Soufflée par son ami Liu, horloger chinois installé dans le Jura, l’idée séduit Girard au point qu’il se lance corps et âme dans ce projet pas si loufoque. Notre édile espère en exploiter les retombées médiatiques pour se faire élire à Berne, ce que son parti lui refuse. De son côté, Liu escompte s’ouvrir les portes du marché très prisé de la montre de luxe en Chine.
Hélas, Suisse Tourisme renâcle à accorder son soutien, idem pour les politiciens qui se rient de Girard. Alors qu’il s’imaginait être accueilli en héros de la patrie, le voilà contraint de proposer à ses élégantes candidates un séjour à raz du terroir…
Adeline Stern
Wadjda
Mercredi 1er mai, le film sera précédé par l’Assemblée générale de l’ « Association des Amis du Royal » et de la « Coopérative Mon Ciné ». Cette séance est offerte au public. Dimanche 5 mai, le film sera suivi d’un magnifique brunch au Café 12 (sur inscriptions).
Premier long-métrage entièrement tourné en Arabie saoudite, qui plus est par une femme, «Wadjda» retrace les tribulations d’une fillette espiègle, rejeton rebelle d’une famille conservatrice aisée.
Baskets aux pieds, fan de rock, elle aperçoit un jour une sublime bicyclette verte qui semble littéralement voler dans les airs. Elle n’a dès lors plus qu’une idée en tête, acquérir ce vélo pour faire la course avec son ami Abdallah. Hélas, en tant que fille, cette pratique lui est interdite, tout comme à sa mère de conduire une voiture.
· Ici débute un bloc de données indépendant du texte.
//! Stream error types

use thiserror::Error;

/// Result type for stream operations
pub type Result<T> = std::result::Result<T, StreamError>;

/// Errors returned by stream backends
#[derive(Debug, Error)]
pub enum StreamError {
    /// Consumer group does not exist on the stream
    #[error("no consumer group '{group}' on stream '{key}'")]
    NoGroup { key: String, group: String },

    /// Entry id is not in `<millis>-<seq>` form
    #[error("invalid entry id: {0}")]
    InvalidId(String),

    /// Backend cannot be reached
    #[error("stream unavailable: {0}")]
    Unavailable(String),

    /// Backend replied with something we cannot interpret
    #[error("unexpected reply: {0}")]
    UnexpectedReply(String),

    /// Redis client or server error
    #[cfg(feature = "redis")]
    #[error("redis error: {0}")]
    Redis(#[from] ::redis::RedisError),
}

impl StreamError {
    /// Create a missing group error
    pub fn no_group(key: impl Into<String>, group: impl Into<String>) -> Self {
        Self::NoGroup {
            key: key.into(),
            group: group.into(),
        }
    }

    /// Create an unavailable error
    pub fn unavailable(message: impl Into<String>) -> Self {
        Self::Unavailable(message.into())
    }
}
//! Stream entry envelope
//!
//! Every enqueued event is stored as one stream entry with a fixed set of
//! string fields. A few identity fields are copied out of the payload so that
//! the stream can be inspected without decoding `event_data`.
//!
//! | Field | Content |
//! |-------|---------|
//! | `v` | envelope version |
//! | `event_id` | caller idempotency key |
//! | `app_id` | application id |
//! | `device_id` | device id |
//! | `event_data` | encoded `InstallEvent` |
//! | `enqueued_at` | unix seconds at enqueue |

use std::collections::BTreeMap;

use chrono::{DateTime, Utc};

use crate::codec;
use crate::error::{DecodeError, EncodeError};
use crate::event::InstallEvent;

/// Current envelope version written by producers
pub const ENVELOPE_VERSION: u32 = 1;

/// Stream field names
pub mod fields {
    pub const VERSION: &str = "v";
    pub const EVENT_ID: &str = "event_id";
    pub const APP_ID: &str = "app_id";
    pub const DEVICE_ID: &str = "device_id";
    pub const EVENT_DATA: &str = "event_data";
    pub const ENQUEUED_AT: &str = "enqueued_at";
}

/// Typed view of one stream entry's fields
#[derive(Debug, Clone, PartialEq, Eq)]
pub struct Envelope {
    pub version: u32,
    pub event_id: String,
    pub app_id: String,
    pub device_id: String,
    /// Encoded event payload
    pub event_data: String,
    /// Unix seconds when the producer enqueued the entry
    pub enqueued_at: i64,
}

impl Envelope {
    /// Build the envelope for an event, encoding its payload
    ///
    /// # Errors
    ///
    /// Returns `EncodeError` if the event payload cannot be encoded.
    pub fn for_event(event: &InstallEvent, enqueued_at: DateTime<Utc>) -> Result<Self, EncodeError> {
        Ok(Self {
            version: ENVELOPE_VERSION,
            event_id: event.event_id.clone(),
            app_id: event.app_id.clone(),
            device_id: event.device_id.clone(),
            event_data: codec::encode_to_string(event)?,
            enqueued_at: enqueued_at.timestamp(),
        })
    }

    /// Flatten into stream fields
    pub fn into_fields(self) -> BTreeMap<String, String> {
        BTreeMap::from([
            (fields::VERSION.to_string(), self.version.to_string()),
            (fields::EVENT_ID.to_string(), self.event_id),
            (fields::APP_ID.to_string(), self.app_id),
            (fields::DEVICE_ID.to_string(), self.device_id),
            (fields::EVENT_DATA.to_string(), self.event_data),
            (fields::ENQUEUED_AT.to_string(), self.enqueued_at.to_string()),
        ])
    }

    /// Read an envelope back from stream fields
    ///
    /// Entries without a version field predate versioning and are read as
    /// version 1.
    ///
    /// # Errors
    ///
    /// Returns `DecodeError` if `event_id` or `event_data` is missing, a
    /// numeric field does not parse, or the version is newer than this build.
    pub fn from_fields(entry: &BTreeMap<String, String>) -> Result<Self, DecodeError> {
        let version = match entry.get(fields::VERSION) {
            Some(raw) => raw
                .parse::<u32>()
                .map_err(|_| DecodeError::invalid_field(fields::VERSION, raw.as_str()))?,
            None => 1,
        };
        if version > ENVELOPE_VERSION {
            return Err(DecodeError::UnsupportedVersion(version));
        }

        let event_id = entry
            .get(fields::EVENT_ID)
            .filter(|id| !id.is_empty())
            .ok_or(DecodeError::missing_field(fields::EVENT_ID))?;
        let event_data = entry
            .get(fields::EVENT_DATA)
            .ok_or(DecodeError::missing_field(fields::EVENT_DATA))?;

        let enqueued_at = match entry.get(fields::ENQUEUED_AT) {
            Some(raw) => raw
                .parse::<i64>()
                .map_err(|_| DecodeError::invalid_field(fields::ENQUEUED_AT, raw.as_str()))?,
            None => 0,
        };

        Ok(Self {
            version,
            event_id: event_id.clone(),
            app_id: entry.get(fields::APP_ID).cloned().unwrap_or_default(),
            device_id: entry.get(fields::DEVICE_ID).cloned().unwrap_or_default(),
            event_data: event_data.clone(),
            enqueued_at,
        })
    }

    /// Decode the carried event
    ///
    /// # Errors
    ///
    /// Returns `DecodeError` if the payload is malformed or its `event_id`
    /// disagrees with the envelope.
    pub fn decode_event(&self) -> Result<InstallEvent, DecodeError> {
        let event = codec::decode(self.event_data.as_bytes())?;
        if event.event_id != self.event_id {
            return Err(DecodeError::invalid_field(
                fields::EVENT_ID,
                format!("payload has '{}', envelope has '{}'", event.event_id, self.event_id),
            ));
        }
        Ok(event)
    }

    /// Enqueue time, if the stored value is a valid timestamp
    pub fn enqueued_time(&self) -> Option<DateTime<Utc>> {
        DateTime::from_timestamp(self.enqueued_at, 0)
    }
}

/// Decode an event straight from stream fields
///
/// # Errors
///
/// Returns `DecodeError` if either the envelope or the payload is invalid.
pub fn decode_fields(entry: &BTreeMap<String, String>) -> Result<InstallEvent, DecodeError> {
    Envelope::from_fields(entry)?.decode_event()
}
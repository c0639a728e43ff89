use dioxus::prelude::*;

use crate::components::DeadlineChip;
use crate::data::{filter_projects, Project, ProjectStatus};
use crate::state::use_app_state;
use crate::t;

const ALL: &str = "all";

#[component]
pub fn Projects() -> Element {
    let state = use_app_state();
    let projects = state.projects;

    let mut query = use_signal(String::new);
    let mut status = use_signal(|| None::<ProjectStatus>);

    let visible: Vec<Project> = filter_projects(&projects.read(), &query(), status())
        .into_iter()
        .cloned()
        .collect();
    let status_value = status().map(|s| s.label()).unwrap_or(ALL).to_string();
    let search_placeholder = t!("projects-search");

    rsx! {
        section { class: "page page-projects",
            header { class: "page__header",
                h1 { {t!("projects-title")} }
            }

            div { class: "filters",
                input {
                    class: "filters__search",
                    r#type: "search",
                    placeholder: "{search_placeholder}",
                    aria_label: "{search_placeholder}",
                    value: "{query}",
                    oninput: move |evt| query.set(evt.value()),
                }
                label { class: "filters__field",
                    span { {t!("projects-filter-status")} }
                    select {
                        value: "{status_value}",
                        oninput: move |evt| status.set(ProjectStatus::from_label(&evt.value())),
                        option { value: ALL, {t!("tasks-filter-all")} }
                        for option_status in ProjectStatus::ALL {
                            option {
                                key: "{option_status.label()}",
                                value: option_status.label(),
                                "{option_status.label()}"
                            }
                        }
                    }
                }
            }

            if visible.is_empty() {
                p { class: "card__placeholder", {t!("projects-empty")} }
            } else {
                div { class: "project-grid",
                    for project in visible {
                        ProjectCard { key: "{project.id}", project: project.clone() }
                    }
                }
            }
        }
    }
}

#[component]
fn ProjectCard(project: Project) -> Element {
    let members = t!("projects-members", count = project.members);
    let tasks = t!("projects-tasks", count = project.tasks);
    let progress = t!("projects-progress", percent = project.progress);

    rsx! {
        article { class: "card project-card",
            div { class: "project-card__header",
                h2 { class: "project-card__title", "{project.title}" }
                span { class: "chip {project.status.css_class()}", "{project.status.label()}" }
            }
            p { class: "project-card__description", "{project.description}" }

            if !project.highlights.is_empty() {
                div { class: "project-card__highlights",
                    span { class: "project-card__label", {t!("projects-highlights")} }
                    ul {
                        for highlight in project.highlights.iter() {
                            li { key: "{highlight}", "{highlight}" }
                        }
                    }
                }
            }

            div { class: "project-card__progress",
                span { "{progress}" }
                div { class: "progress", title: "{project.progress}%",
                    div { class: "progress__bar", style: "width: {project.progress}%;" }
                }
            }

            div { class: "project-card__meta",
                DeadlineChip { due: project.due_date.clone() }
                span { class: "chip", "{members}" }
                span { class: "chip", "{tasks}" }
            }

            if project.budget.is_some() || project.sponsors.is_some() {
                dl { class: "project-card__extras",
                    if let Some(budget) = project.budget.clone() {
                        dt { {t!("projects-budget")} }
                        dd { "{budget}" }
                    }
                    if let Some(sponsors) = project.sponsors {
                        dt { {t!("projects-sponsors")} }
                        dd { "{sponsors}" }
                    }
                }
            }
        }
    }
}
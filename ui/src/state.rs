//! Application state shared through Dioxus context.
//!
//! Platforms call [`use_app_state_provider`] once at the root; views grab the
//! handle with [`use_app_state`]. Only [`Preferences`] is written back to the
//! key-value store, the task board, projects and roster reset on every launch.

use dioxus::prelude::*;

use crate::core::preferences::Preferences;
use crate::core::storage::{KeyValueStore, SharedStore};
use crate::data::{mock, Project, Roster, TaskBoard};
use crate::i18n;

#[derive(Clone)]
pub struct AppState {
    pub tasks: Signal<TaskBoard>,
    pub roster: Signal<Roster>,
    pub projects: Signal<Vec<Project>>,
    pub preferences: Signal<Preferences>,
    store: SharedStore,
}

impl AppState {
    /// Apply `change` to the preferences and persist the result.
    pub fn update_preferences(&self, change: impl FnOnce(&mut Preferences)) {
        let mut preferences = self.preferences;
        preferences.with_mut(change);
        let snapshot = preferences.peek().clone();
        match snapshot.save(self.store.as_ref()) {
            Ok(()) => tracing::debug!(?snapshot, "preferences saved"),
            Err(err) => tracing::warn!(%err, "failed to persist preferences"),
        }
    }
}

/// Create the shared state (preferences loaded from `store`) and provide it.
pub fn use_app_state_provider(store: SharedStore) -> AppState {
    let prefs = use_hook(|| restore_preferences(store.as_ref()));
    let tasks = use_signal(TaskBoard::seeded);
    let roster = use_signal(Roster::seeded);
    let projects = use_signal(mock::seed_projects);
    let preferences = use_signal(move || prefs);

    use_context_provider(|| AppState {
        tasks,
        roster,
        projects,
        preferences,
        store,
    })
}

/// Load preferences and switch the loader to the stored language.
///
/// [`i18n::init`] picks the OS language first; the stored choice always wins
/// so the picker and the rendered strings agree.
pub fn restore_preferences(store: &dyn KeyValueStore) -> Preferences {
    let prefs = Preferences::load(store);
    match i18n::set_language(&prefs.language) {
        Ok(()) => tracing::debug!(language = %prefs.language, "stored language applied"),
        Err(err) => {
            tracing::warn!(%err, language = %prefs.language, "stored language unavailable")
        }
    }
    prefs
}

pub fn use_app_state() -> AppState {
    use_context::<AppState>()
}
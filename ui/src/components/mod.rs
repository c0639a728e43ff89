pub mod app_navbar;
mod deadline_chip;
mod edit_deadline_dialog;
mod export_panel;

pub use app_navbar::{register_nav, AppNavbar, NavBuilder, THEME_CSS};
pub use deadline_chip::DeadlineChip;
pub use edit_deadline_dialog::EditDeadlineDialog;
pub use export_panel::ExportPanel;
#![cfg(test)]
//! The desktop build inlines the shared theme (`ui/assets/theme/main.css`).
//! A broken path or truncated file would only show up as unstyled windows at
//! runtime, so check it here.

const EMBEDDED_CSS: &str = include_str!(concat!(
    env!("CARGO_MANIFEST_DIR"),
    "/../ui/assets/theme/main.css"
));

const NAVBAR_CSS: &str = include_str!(concat!(
    env!("CARGO_MANIFEST_DIR"),
    "/../ui/assets/styling/navbar.css"
));

#[test]
fn embedded_css_file_exists_and_is_not_empty() {
    assert!(
        !EMBEDDED_CSS.trim().is_empty(),
        "Embedded CSS file appears to be empty. If this is intentional, remove the test."
    );
    assert!(!NAVBAR_CSS.trim().is_empty(), "navbar stylesheet is empty");
}

#[test]
fn embedded_css_contains_expected_tokens() {
    let required = ["--color-bg", "body {", ".button--primary", ".chart__tooltip"];
    for token in required {
        assert!(
            EMBEDDED_CSS.contains(token),
            "Expected token `{token}` missing from embedded CSS"
        );
    }
}

#[test]
fn navbar_css_styles_collapsed_sidebar() {
    assert!(NAVBAR_CSS.contains(".navbar {"));
    assert!(NAVBAR_CSS.contains(".navbar--collapsed"));
}
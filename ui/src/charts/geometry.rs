//! Converts chart series into drawable primitives on a logical canvas.

use super::{
    AxisLabel, Bar, Callout, Canvas, ChartMode, ChartSeries, GridLine, MarkKey, Marker,
    PathCommand, PieSlice, Point, Primitive, SeriesPath, TextAnchor, Wedge,
};

/// Horizontal padding between the canvas edge and the plot area.
pub const PLOT_INSET: f64 = 40.0;
/// Gridline levels, top to bottom.
pub const GRID_LEVELS: [f64; 5] = [100.0, 75.0, 50.0, 25.0, 0.0];
pub const MARKER_RADIUS: f64 = 5.0;
pub const BAR_WIDTH: f64 = 24.0;
pub const BAR_GAP: f64 = 8.0;
/// Wedges at or below this sweep get no callout.
pub const CALLOUT_MIN_SWEEP_DEG: f64 = 30.0;
pub const REMAINING_LABEL: &str = "Remaining";
pub const REMAINING_COLOR: &str = "#E0E0E0";

const AXIS_LABEL_DROP: f64 = 24.0;
const PIE_MARGIN: f64 = 40.0;
const CALLOUT_LEADER: f64 = 16.0;
const CALLOUT_LABEL_GAP: f64 = 28.0;
const FULL_TURN: f64 = 360.0;
const SWEEP_EPSILON: f64 = 1e-9;

/// Build the primitives for `series` drawn in `mode`.
///
/// Returns nothing when every series is empty.
pub fn build_chart_primitives(
    series: &[ChartSeries],
    mode: ChartMode,
    canvas: Canvas,
) -> Vec<Primitive> {
    if series.iter().all(ChartSeries::is_empty) {
        return Vec::new();
    }

    match mode {
        ChartMode::Line => line_primitives(series, canvas),
        ChartMode::Bar => bar_primitives(series, canvas),
        ChartMode::Pie => build_pie_primitives(&pie_slices(series), canvas),
    }
}

fn grid_lines(canvas: Canvas) -> impl Iterator<Item = Primitive> {
    GRID_LEVELS.into_iter().map(move |level| {
        Primitive::GridLine(GridLine {
            y: canvas.y_for(level),
            x1: PLOT_INSET,
            x2: canvas.width - PLOT_INSET,
            label: format!("{level:.0}%"),
        })
    })
}

/// Linear map from sample `x` onto the plot area.
struct XScale {
    min: f64,
    max: f64,
    left: f64,
    right: f64,
}

impl XScale {
    fn for_series(series: &[ChartSeries], canvas: Canvas) -> Self {
        let xs = series.iter().flat_map(|s| s.samples.iter().map(|p| p.x));
        let (min, max) = xs.fold((f64::INFINITY, f64::NEG_INFINITY), |(lo, hi), x| {
            (lo.min(x), hi.max(x))
        });
        Self {
            min,
            max,
            left: PLOT_INSET,
            right: canvas.width - PLOT_INSET,
        }
    }

    fn x_for(&self, x: f64) -> f64 {
        let span = self.max - self.min;
        if !span.is_finite() || span.abs() < f64::EPSILON {
            (self.left + self.right) / 2.0
        } else {
            self.left + (x - self.min) / span * (self.right - self.left)
        }
    }
}

fn line_primitives(series: &[ChartSeries], canvas: Canvas) -> Vec<Primitive> {
    let scale = XScale::for_series(series, canvas);
    let mut primitives: Vec<Primitive> = grid_lines(canvas).collect();

    if let Some(first) = series.iter().find(|s| !s.is_empty()) {
        primitives.extend(first.samples.iter().map(|sample| {
            Primitive::AxisLabel(AxisLabel {
                at: Point::new(scale.x_for(sample.x), canvas.height + AXIS_LABEL_DROP),
                text: sample.label.clone(),
                anchor: TextAnchor::Middle,
            })
        }));
    }

    let mut markers = Vec::new();
    for (series_idx, entry) in series.iter().enumerate() {
        if entry.is_empty() {
            continue;
        }

        let points: Vec<Point> = entry
            .samples
            .iter()
            .map(|sample| Point::new(scale.x_for(sample.x), canvas.y_for(sample.y)))
            .collect();

        primitives.push(Primitive::Path(SeriesPath {
            series: series_idx,
            color: entry.color.clone(),
            commands: smooth_path(&points),
        }));

        markers.extend(points.iter().enumerate().map(|(sample_idx, point)| {
            Primitive::Marker(Marker {
                mark: MarkKey::Point {
                    series: series_idx,
                    sample: sample_idx,
                },
                center: *point,
                radius: MARKER_RADIUS,
                color: entry.color.clone(),
            })
        }));
    }

    primitives.extend(markers);
    primitives
}

/// Flat-tangent cubic through `points`: both control points sit on the
/// horizontal midpoint, at the previous and the current level respectively.
fn smooth_path(points: &[Point]) -> Vec<PathCommand> {
    let mut commands = Vec::with_capacity(points.len());
    let mut prev: Option<Point> = None;

    for &point in points {
        match prev {
            None => commands.push(PathCommand::MoveTo(point)),
            Some(p) => {
                let mid = p.x + (point.x - p.x) / 2.0;
                commands.push(PathCommand::CubicTo {
                    c1: Point::new(mid, p.y),
                    c2: Point::new(mid, point.y),
                    to: point,
                });
            }
        }
        prev = Some(point);
    }

    commands
}

fn bar_primitives(series: &[ChartSeries], canvas: Canvas) -> Vec<Primitive> {
    let slots = series.iter().map(|s| s.samples.len()).max().unwrap_or(0);
    let per_group = series.len();
    let mut primitives: Vec<Primitive> = grid_lines(canvas).collect();
    if slots == 0 || per_group == 0 {
        return primitives;
    }

    let slot_width = (canvas.width - 2.0 * PLOT_INSET) / slots as f64;
    let gaps = BAR_GAP * (per_group - 1) as f64;
    let bar_width = BAR_WIDTH
        .min((slot_width * 0.8 - gaps) / per_group as f64)
        .max(1.0);
    let group_width = bar_width * per_group as f64 + gaps;

    let slot_center = |slot: usize| PLOT_INSET + (slot as f64 + 0.5) * slot_width;

    if let Some(first) = series.iter().find(|s| !s.is_empty()) {
        primitives.extend(first.samples.iter().enumerate().map(|(slot, sample)| {
            Primitive::AxisLabel(AxisLabel {
                at: Point::new(slot_center(slot), canvas.height + AXIS_LABEL_DROP),
                text: sample.label.clone(),
                anchor: TextAnchor::Middle,
            })
        }));
    }

    for slot in 0..slots {
        let group_left = slot_center(slot) - group_width / 2.0;
        for (series_idx, entry) in series.iter().enumerate() {
            let Some(sample) = entry.samples.get(slot) else {
                continue;
            };
            let height = sample.clamped_value() * canvas.scale();
            primitives.push(Primitive::Bar(Bar {
                mark: MarkKey::Bar {
                    series: series_idx,
                    sample: slot,
                },
                x: group_left + series_idx as f64 * (bar_width + BAR_GAP),
                y: canvas.height - height,
                width: bar_width,
                height,
                color: entry.color.clone(),
            }));
        }
    }

    primitives
}

/// One slice per non-empty series (its average) plus the remainder to 100%.
pub fn pie_slices(series: &[ChartSeries]) -> Vec<PieSlice> {
    let mut slices: Vec<PieSlice> = series
        .iter()
        .filter_map(|entry| {
            entry
                .average()
                .map(|avg| PieSlice::new(entry.name.clone(), avg, entry.color.clone()))
        })
        .collect();

    if slices.is_empty() {
        return slices;
    }

    let used: f64 = slices.iter().map(|slice| slice.value).sum();
    slices.push(PieSlice::new(
        REMAINING_LABEL,
        (100.0 - used).max(0.0),
        REMAINING_COLOR,
    ));
    slices
}

/// Wedges (and callouts) for pre-aggregated slices.
///
/// A zero total is treated as `1`, which leaves every sweep at zero and draws
/// nothing.
pub fn build_pie_primitives(slices: &[PieSlice], canvas: Canvas) -> Vec<Primitive> {
    let values: Vec<f64> = slices
        .iter()
        .map(|slice| {
            if slice.value.is_finite() {
                slice.value.max(0.0)
            } else {
                0.0
            }
        })
        .collect();
    let sum: f64 = values.iter().sum();
    let total = if sum > 0.0 { sum } else { 1.0 };

    let center = Point::new(canvas.width / 2.0, canvas.height / 2.0);
    let radius = (canvas.width.min(canvas.height) / 2.0 - PIE_MARGIN).max(1.0);

    let mut primitives = Vec::new();
    let mut callouts = Vec::new();
    let mut start = 0.0;

    for (idx, (slice, value)) in slices.iter().zip(values).enumerate() {
        let sweep = value / total * FULL_TURN;
        if sweep <= SWEEP_EPSILON {
            continue;
        }

        primitives.push(Primitive::Wedge(Wedge {
            mark: MarkKey::Wedge { slice: idx },
            name: slice.name.clone(),
            value,
            color: slice.color.clone(),
            start_angle: start,
            sweep,
            commands: wedge_commands(center, radius, start, sweep),
        }));

        if sweep > CALLOUT_MIN_SWEEP_DEG {
            let mid = start + sweep / 2.0;
            let label_at = polar(center, radius + CALLOUT_LABEL_GAP, mid);
            let share = value / total * 100.0;
            callouts.push(Primitive::Callout(Callout {
                slice: idx,
                from: polar(center, radius, mid),
                to: polar(center, radius + CALLOUT_LEADER, mid),
                label_at,
                text: format!("{} {share:.0}%", slice.name),
                anchor: if label_at.x >= center.x {
                    TextAnchor::Start
                } else {
                    TextAnchor::End
                },
            }));
        }

        start += sweep;
    }

    primitives.extend(callouts);
    primitives
}

/// Rim point at `angle` degrees clockwise from 12 o'clock.
fn polar(center: Point, radius: f64, angle: f64) -> Point {
    let radians = (angle - 90.0).to_radians();
    Point::new(
        center.x + radius * radians.cos(),
        center.y + radius * radians.sin(),
    )
}

fn wedge_commands(center: Point, radius: f64, start: f64, sweep: f64) -> Vec<PathCommand> {
    if sweep >= FULL_TURN - SWEEP_EPSILON {
        // An arc whose endpoints coincide renders nothing; split the circle.
        let top = polar(center, radius, start);
        let bottom = polar(center, radius, start + 180.0);
        return vec![
            PathCommand::MoveTo(top),
            PathCommand::Arc {
                radius,
                large_arc: false,
                clockwise: true,
                to: bottom,
            },
            PathCommand::Arc {
                radius,
                large_arc: false,
                clockwise: true,
                to: top,
            },
            PathCommand::Close,
        ];
    }

    vec![
        PathCommand::MoveTo(center),
        PathCommand::LineTo(polar(center, radius, start)),
        PathCommand::Arc {
            radius,
            large_arc: sweep > 180.0,
            clockwise: true,
            to: polar(center, radius, start + sweep),
        },
        PathCommand::Close,
    ]
}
Obstinée, la petite s’efforce de réunir l’argent nécessaire à cet achat. C’est ainsi qu’elle s’inscrit à un concours de récitation coranique organisé par la directrice de son école et doté d’un prix de mille riyals… Avec une simplicité souveraine, la réalisatrice Haifaa Al-Mansour conduit ce récit initiatique tout de rage rentrée jusqu’à son terme, ce qui n’est pas rien dans un pays qui interdit aux femmes de rire aux éclats!
Adeline Stern
Thorberg
Dimanche 5 mai à 20h30, le film sera suivi d’une discussion avec le cinéaste puis du traditionnel verre de l’amitié.
Pendant trois ans, le cinéaste alémanique Dieter Fahrer s’est immergé dans le quotidien très peu jouasse de l’établissement pénitentiaire de Thorberg où sont enfermés quelque cent-quatre-vingt détenus provenant de quarante pays différents. Il en a même obtenu la clef!
Condamnés à des peines d’emprisonnement parfois très lourdes pour de graves délits (vol à main armés, meurtres prémédités ou non, etc.), ces détenus, en grande majorité «étrangers», sont loin d’être des enfants de chœur.
S’attachant aux pas limités de sept d’entre eux, le réalisateur de «Que sera?» leur a pourtant donné la possibilité de s’exprimer, ce qu’ils font de manière impressionnante, avec une lucidité souvent exemplaire, ranimant le cœur d’une humanité égarée ou par trop enfouie… En résulte un documentaire remarquable de discernement, dépourvu de tout angélisme ou sensationnalisme, et qui n’a donc rien d’une absolution au nom du cinéma!